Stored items
%%

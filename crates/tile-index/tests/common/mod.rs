//! In-memory collaborators shared by the integration tests.

#![allow(dead_code)]

use std::collections::HashMap;
use std::path::{Path, PathBuf};
use std::sync::atomic::{AtomicUsize, Ordering};
use std::sync::Arc;

use image::{Rgba, RgbaImage};
use map_common::{BoundingBox, GeoTransform};
use tile_index::{
    FootprintSource, MemoryFootprintSource, RasterAccess, TileFootprint, TileIndexError,
};

/// Rasters that exist only as dimensions, colours and optional transforms.
/// Every trait call is counted.
#[derive(Default)]
pub struct MockRaster {
    files: HashMap<PathBuf, MockFile>,
    pub exists_calls: AtomicUsize,
    pub dimension_calls: AtomicUsize,
    pub transform_calls: AtomicUsize,
    pub load_calls: AtomicUsize,
}

struct MockFile {
    size: (u32, u32),
    color: [u8; 4],
    transform: Option<GeoTransform>,
    corrupt: bool,
}

impl MockRaster {
    pub fn new() -> Self {
        Self::default()
    }

    pub fn with_file(mut self, path: &str, width: u32, height: u32, color: [u8; 4]) -> Self {
        self.files.insert(
            PathBuf::from(path),
            MockFile {
                size: (width, height),
                color,
                transform: None,
                corrupt: false,
            },
        );
        self
    }

    /// A file with an embedded transform for metadata mode.
    pub fn with_georeferenced(mut self, path: &str, width: u32, height: u32, transform: GeoTransform) -> Self {
        self.files.insert(
            PathBuf::from(path),
            MockFile {
                size: (width, height),
                color: [0, 0, 255, 255],
                transform: Some(transform),
                corrupt: false,
            },
        );
        self
    }

    /// A file that exists but fails to decode.
    pub fn with_corrupt(mut self, path: &str) -> Self {
        self.files.insert(
            PathBuf::from(path),
            MockFile {
                size: (0, 0),
                color: [0, 0, 0, 0],
                transform: None,
                corrupt: true,
            },
        );
        self
    }

    pub fn total_calls(&self) -> usize {
        self.exists_calls.load(Ordering::SeqCst)
            + self.dimension_calls.load(Ordering::SeqCst)
            + self.transform_calls.load(Ordering::SeqCst)
            + self.load_calls.load(Ordering::SeqCst)
    }

    fn file(&self, path: &Path) -> tile_index::Result<&MockFile> {
        match self.files.get(path) {
            Some(f) if !f.corrupt => Ok(f),
            _ => Err(TileIndexError::RasterRead {
                path: path.to_path_buf(),
                message: "unreadable".to_string(),
            }),
        }
    }
}

impl RasterAccess for MockRaster {
    fn exists(&self, path: &Path) -> bool {
        self.exists_calls.fetch_add(1, Ordering::SeqCst);
        self.files.contains_key(path)
    }

    fn dimensions(&self, path: &Path) -> tile_index::Result<(u32, u32)> {
        self.dimension_calls.fetch_add(1, Ordering::SeqCst);
        Ok(self.file(path)?.size)
    }

    fn geotransform(&self, path: &Path) -> tile_index::Result<GeoTransform> {
        self.transform_calls.fetch_add(1, Ordering::SeqCst);
        self.file(path)?
            .transform
            .ok_or_else(|| TileIndexError::MissingGeoTransform(path.to_path_buf()))
    }

    fn load(&self, path: &Path) -> tile_index::Result<RgbaImage> {
        self.load_calls.fetch_add(1, Ordering::SeqCst);
        let file = self.file(path)?;
        Ok(RgbaImage::from_pixel(file.size.0, file.size.1, Rgba(file.color)))
    }
}

/// Counters observed by a [`CountingSource`].
#[derive(Default)]
pub struct SourceCounters {
    pub opens: AtomicUsize,
    pub closes: AtomicUsize,
    pub disposes: AtomicUsize,
}

/// Wraps a memory source, counting lifecycle calls, optionally failing queries.
pub struct CountingSource {
    inner: MemoryFootprintSource,
    counters: Arc<SourceCounters>,
    fail_queries: bool,
}

impl CountingSource {
    pub fn new(footprints: Vec<TileFootprint>) -> (Self, Arc<SourceCounters>) {
        let counters = Arc::new(SourceCounters::default());
        let source = Self {
            inner: MemoryFootprintSource::new(footprints),
            counters: Arc::clone(&counters),
            fail_queries: false,
        };
        (source, counters)
    }

    pub fn failing(mut self) -> Self {
        self.fail_queries = true;
        self
    }
}

impl FootprintSource for CountingSource {
    fn open(&mut self) -> tile_index::Result<()> {
        self.counters.opens.fetch_add(1, Ordering::SeqCst);
        self.inner.open()
    }

    fn close(&mut self) {
        self.counters.closes.fetch_add(1, Ordering::SeqCst);
        self.inner.close();
    }

    fn is_open(&self) -> bool {
        self.inner.is_open()
    }

    fn intersection_query(&mut self, envelope: &BoundingBox) -> tile_index::Result<Vec<TileFootprint>> {
        if self.fail_queries {
            return Err(TileIndexError::IndexQuery("simulated failure".to_string()));
        }
        self.inner.intersection_query(envelope)
    }

    fn extents(&mut self) -> tile_index::Result<Option<BoundingBox>> {
        self.inner.extents()
    }

    fn dispose(&mut self) {
        self.counters.disposes.fetch_add(1, Ordering::SeqCst);
        self.inner.dispose();
    }
}

pub fn footprint(id: usize, bounds: (f64, f64, f64, f64), location: Option<&str>) -> TileFootprint {
    TileFootprint::new(
        id,
        BoundingBox::new(bounds.0, bounds.1, bounds.2, bounds.3),
        location.map(str::to_string),
    )
}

%%

● TASK ITEM
Each line of the data in which the string "color" appears needs to be copied.

● TASK ANSWER
    color: [u8; 4],
    pub fn with_file(mut self, path: &str, width: u32, height: u32, color: [u8; 4]) -> Self {
                color,
                color: [0, 0, 255, 255],
                color: [0, 0, 0, 0],
        Ok(RgbaImage::from_pixel(file.size.0, file.size.1, Rgba(file.color)))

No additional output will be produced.